[Dataset entries]
++++++

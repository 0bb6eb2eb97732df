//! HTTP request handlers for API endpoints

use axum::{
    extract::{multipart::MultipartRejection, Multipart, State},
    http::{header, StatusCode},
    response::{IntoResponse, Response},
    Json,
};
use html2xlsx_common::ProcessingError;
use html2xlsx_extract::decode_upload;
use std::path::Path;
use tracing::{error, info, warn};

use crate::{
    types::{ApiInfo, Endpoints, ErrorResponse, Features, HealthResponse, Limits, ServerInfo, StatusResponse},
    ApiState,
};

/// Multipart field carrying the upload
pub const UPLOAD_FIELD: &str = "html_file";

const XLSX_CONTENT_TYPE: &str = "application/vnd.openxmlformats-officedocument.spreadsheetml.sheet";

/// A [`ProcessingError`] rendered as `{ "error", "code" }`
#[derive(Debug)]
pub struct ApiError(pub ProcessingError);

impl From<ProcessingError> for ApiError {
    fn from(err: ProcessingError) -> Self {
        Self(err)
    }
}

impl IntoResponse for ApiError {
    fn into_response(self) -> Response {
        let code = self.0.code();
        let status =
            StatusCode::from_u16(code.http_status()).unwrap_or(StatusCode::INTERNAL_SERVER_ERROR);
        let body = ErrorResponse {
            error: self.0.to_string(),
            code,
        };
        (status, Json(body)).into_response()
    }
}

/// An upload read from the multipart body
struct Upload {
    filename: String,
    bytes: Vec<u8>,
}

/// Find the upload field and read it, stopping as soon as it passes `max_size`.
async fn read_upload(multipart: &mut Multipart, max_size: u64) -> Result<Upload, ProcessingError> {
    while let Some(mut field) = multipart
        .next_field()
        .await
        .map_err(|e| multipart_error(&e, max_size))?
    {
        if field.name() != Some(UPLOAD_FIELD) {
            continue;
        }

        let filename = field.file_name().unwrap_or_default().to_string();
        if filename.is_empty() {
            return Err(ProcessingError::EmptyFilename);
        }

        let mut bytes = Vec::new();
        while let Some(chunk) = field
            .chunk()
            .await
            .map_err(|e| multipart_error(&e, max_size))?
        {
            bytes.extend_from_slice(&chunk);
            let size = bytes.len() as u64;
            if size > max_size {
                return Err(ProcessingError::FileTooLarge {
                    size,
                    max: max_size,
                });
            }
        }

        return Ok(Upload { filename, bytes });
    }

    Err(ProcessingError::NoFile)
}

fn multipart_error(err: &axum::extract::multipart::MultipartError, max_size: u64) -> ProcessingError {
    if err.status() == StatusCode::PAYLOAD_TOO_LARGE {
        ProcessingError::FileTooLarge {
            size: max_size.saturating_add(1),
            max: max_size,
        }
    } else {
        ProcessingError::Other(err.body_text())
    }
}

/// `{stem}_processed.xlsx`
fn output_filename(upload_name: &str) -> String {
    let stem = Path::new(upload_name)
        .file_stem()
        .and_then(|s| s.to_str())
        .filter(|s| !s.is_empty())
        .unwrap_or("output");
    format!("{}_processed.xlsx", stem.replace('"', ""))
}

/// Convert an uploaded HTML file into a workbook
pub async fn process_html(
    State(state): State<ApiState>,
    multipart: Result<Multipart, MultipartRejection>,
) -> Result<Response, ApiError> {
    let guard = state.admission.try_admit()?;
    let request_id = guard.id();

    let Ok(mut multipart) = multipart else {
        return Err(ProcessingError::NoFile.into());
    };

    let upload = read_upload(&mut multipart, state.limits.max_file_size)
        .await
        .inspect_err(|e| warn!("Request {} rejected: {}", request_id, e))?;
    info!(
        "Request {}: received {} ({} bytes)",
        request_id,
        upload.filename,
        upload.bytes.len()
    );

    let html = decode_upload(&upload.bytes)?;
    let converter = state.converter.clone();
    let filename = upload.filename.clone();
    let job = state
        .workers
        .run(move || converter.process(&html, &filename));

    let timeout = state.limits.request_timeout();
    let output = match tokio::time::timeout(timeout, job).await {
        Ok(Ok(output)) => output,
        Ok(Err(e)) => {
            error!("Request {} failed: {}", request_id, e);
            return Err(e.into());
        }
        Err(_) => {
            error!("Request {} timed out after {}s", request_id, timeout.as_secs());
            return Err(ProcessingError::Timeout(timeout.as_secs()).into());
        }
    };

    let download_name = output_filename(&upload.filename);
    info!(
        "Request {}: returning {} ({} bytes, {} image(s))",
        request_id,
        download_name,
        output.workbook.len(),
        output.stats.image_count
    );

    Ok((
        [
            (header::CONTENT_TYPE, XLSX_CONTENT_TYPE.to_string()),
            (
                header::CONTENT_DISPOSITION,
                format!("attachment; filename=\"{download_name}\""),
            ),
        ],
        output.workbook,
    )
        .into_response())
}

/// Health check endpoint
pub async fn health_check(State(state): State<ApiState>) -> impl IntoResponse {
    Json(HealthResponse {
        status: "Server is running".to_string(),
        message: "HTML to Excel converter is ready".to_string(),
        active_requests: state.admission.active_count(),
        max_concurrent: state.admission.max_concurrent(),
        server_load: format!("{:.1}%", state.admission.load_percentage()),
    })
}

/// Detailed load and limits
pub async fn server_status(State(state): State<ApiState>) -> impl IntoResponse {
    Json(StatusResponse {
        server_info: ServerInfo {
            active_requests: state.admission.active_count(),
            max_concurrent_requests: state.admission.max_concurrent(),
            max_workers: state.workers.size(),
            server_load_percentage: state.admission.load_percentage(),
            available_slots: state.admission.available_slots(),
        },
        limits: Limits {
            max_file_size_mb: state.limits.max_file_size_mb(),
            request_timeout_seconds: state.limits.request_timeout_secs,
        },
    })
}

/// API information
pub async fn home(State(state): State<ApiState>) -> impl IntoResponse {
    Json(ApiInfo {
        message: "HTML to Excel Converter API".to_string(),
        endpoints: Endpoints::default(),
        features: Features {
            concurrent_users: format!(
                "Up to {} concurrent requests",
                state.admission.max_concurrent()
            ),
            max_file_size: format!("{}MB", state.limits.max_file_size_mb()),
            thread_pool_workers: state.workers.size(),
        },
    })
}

++++++

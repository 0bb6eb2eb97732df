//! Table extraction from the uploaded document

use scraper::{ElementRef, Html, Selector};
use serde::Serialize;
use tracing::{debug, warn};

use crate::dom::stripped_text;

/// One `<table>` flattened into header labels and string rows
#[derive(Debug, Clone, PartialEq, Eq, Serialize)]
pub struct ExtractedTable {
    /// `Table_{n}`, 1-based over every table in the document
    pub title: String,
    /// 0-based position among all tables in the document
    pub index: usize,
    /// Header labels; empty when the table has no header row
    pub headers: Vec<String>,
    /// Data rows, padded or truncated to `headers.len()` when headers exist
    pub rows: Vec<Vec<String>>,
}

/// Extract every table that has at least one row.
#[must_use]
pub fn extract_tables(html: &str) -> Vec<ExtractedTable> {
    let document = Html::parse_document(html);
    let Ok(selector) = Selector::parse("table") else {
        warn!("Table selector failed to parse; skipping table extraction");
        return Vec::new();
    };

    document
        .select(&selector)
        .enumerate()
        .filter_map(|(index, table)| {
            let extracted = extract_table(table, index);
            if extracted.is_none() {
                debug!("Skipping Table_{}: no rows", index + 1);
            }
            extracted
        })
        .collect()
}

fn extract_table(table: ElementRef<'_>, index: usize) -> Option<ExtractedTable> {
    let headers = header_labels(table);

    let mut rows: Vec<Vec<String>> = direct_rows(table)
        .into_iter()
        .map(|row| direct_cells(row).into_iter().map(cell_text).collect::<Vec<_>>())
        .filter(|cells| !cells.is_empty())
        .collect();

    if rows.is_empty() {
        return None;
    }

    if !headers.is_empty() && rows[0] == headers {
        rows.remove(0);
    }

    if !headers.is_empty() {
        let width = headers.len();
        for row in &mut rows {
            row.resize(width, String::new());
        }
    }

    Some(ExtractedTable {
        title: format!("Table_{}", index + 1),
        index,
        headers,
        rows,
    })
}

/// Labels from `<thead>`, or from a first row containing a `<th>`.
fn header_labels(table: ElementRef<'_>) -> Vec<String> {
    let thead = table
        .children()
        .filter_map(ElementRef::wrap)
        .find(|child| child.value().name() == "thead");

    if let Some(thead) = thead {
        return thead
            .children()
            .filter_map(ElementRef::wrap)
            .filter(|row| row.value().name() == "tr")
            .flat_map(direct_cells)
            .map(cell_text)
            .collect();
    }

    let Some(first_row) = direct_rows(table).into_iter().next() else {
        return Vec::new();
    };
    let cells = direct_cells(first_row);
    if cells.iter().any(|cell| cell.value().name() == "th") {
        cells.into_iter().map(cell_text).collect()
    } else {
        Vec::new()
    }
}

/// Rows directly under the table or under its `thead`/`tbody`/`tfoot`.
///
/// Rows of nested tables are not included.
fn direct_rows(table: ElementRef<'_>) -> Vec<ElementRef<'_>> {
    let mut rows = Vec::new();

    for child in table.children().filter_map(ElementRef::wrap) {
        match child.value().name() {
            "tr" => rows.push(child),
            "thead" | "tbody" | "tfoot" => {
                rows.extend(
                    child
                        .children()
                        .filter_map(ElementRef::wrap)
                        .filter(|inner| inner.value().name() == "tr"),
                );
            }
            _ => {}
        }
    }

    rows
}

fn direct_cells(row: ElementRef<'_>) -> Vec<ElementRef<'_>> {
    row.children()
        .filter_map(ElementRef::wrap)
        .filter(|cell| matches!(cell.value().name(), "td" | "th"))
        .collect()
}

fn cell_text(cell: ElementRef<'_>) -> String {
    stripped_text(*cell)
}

++++++

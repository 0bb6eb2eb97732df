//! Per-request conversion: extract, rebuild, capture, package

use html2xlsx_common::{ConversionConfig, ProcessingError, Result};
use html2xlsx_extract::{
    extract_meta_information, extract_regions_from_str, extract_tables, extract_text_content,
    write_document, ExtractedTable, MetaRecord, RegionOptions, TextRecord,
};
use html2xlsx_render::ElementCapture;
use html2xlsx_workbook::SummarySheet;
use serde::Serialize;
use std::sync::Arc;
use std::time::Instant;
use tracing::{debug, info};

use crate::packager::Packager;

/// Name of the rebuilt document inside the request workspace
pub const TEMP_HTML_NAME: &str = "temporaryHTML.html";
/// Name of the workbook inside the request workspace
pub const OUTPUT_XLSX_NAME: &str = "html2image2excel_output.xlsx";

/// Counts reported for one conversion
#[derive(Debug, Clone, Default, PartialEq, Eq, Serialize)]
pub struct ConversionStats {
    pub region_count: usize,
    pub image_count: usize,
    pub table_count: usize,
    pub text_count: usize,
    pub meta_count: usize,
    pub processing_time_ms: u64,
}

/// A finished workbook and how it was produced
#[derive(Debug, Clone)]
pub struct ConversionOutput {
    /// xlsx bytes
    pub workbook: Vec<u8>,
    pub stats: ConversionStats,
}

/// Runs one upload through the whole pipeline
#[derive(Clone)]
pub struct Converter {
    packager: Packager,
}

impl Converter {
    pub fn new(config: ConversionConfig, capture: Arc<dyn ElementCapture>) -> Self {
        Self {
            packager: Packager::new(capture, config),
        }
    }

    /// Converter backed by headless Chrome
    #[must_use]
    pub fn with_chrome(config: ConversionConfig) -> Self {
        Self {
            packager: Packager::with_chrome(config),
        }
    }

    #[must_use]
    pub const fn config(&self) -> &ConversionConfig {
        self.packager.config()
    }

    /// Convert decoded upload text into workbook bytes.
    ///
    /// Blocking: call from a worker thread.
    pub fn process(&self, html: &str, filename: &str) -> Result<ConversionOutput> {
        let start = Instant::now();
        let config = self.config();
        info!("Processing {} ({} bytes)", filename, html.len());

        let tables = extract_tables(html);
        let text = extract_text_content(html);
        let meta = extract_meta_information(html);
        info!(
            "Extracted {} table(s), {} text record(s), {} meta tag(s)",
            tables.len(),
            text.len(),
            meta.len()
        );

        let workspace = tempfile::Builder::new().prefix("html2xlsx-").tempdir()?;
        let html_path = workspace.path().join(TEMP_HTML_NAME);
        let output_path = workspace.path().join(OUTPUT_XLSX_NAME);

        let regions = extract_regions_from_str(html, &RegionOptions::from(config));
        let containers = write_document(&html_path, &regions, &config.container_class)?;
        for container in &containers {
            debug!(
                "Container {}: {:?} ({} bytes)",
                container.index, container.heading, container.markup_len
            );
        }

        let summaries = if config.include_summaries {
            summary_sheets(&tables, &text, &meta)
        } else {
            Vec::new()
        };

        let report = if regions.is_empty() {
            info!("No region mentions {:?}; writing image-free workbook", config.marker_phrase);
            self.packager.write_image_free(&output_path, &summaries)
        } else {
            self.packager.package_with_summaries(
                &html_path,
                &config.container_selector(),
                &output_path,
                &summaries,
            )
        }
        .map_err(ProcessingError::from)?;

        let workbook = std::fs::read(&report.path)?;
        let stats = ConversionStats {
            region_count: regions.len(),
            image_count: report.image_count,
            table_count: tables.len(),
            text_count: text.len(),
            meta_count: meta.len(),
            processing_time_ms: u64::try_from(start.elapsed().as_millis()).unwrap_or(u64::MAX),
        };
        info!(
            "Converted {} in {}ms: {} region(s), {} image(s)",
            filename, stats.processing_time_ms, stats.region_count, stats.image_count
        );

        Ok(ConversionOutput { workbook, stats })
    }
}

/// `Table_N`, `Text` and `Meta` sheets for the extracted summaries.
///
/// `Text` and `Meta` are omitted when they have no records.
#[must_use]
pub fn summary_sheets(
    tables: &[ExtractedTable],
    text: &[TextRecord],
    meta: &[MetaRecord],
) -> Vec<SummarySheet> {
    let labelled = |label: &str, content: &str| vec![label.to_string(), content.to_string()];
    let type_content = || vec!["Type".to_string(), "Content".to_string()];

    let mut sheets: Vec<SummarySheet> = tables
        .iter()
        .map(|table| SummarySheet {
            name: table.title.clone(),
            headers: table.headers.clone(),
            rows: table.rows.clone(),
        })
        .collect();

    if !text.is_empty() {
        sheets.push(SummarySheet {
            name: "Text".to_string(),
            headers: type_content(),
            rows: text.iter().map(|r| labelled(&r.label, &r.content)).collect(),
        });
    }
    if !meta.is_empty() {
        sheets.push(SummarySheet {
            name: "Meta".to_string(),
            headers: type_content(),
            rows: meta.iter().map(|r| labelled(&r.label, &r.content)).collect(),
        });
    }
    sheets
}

++++++

WORK INSTRUCTIONS | Pull out all lines in the data above that include "ElementCapture".

TASK SOLUTION |
use html2xlsx_render::ElementCapture;
    pub fn new(config: ConversionConfig, capture: Arc<dyn ElementCapture>) -> Self {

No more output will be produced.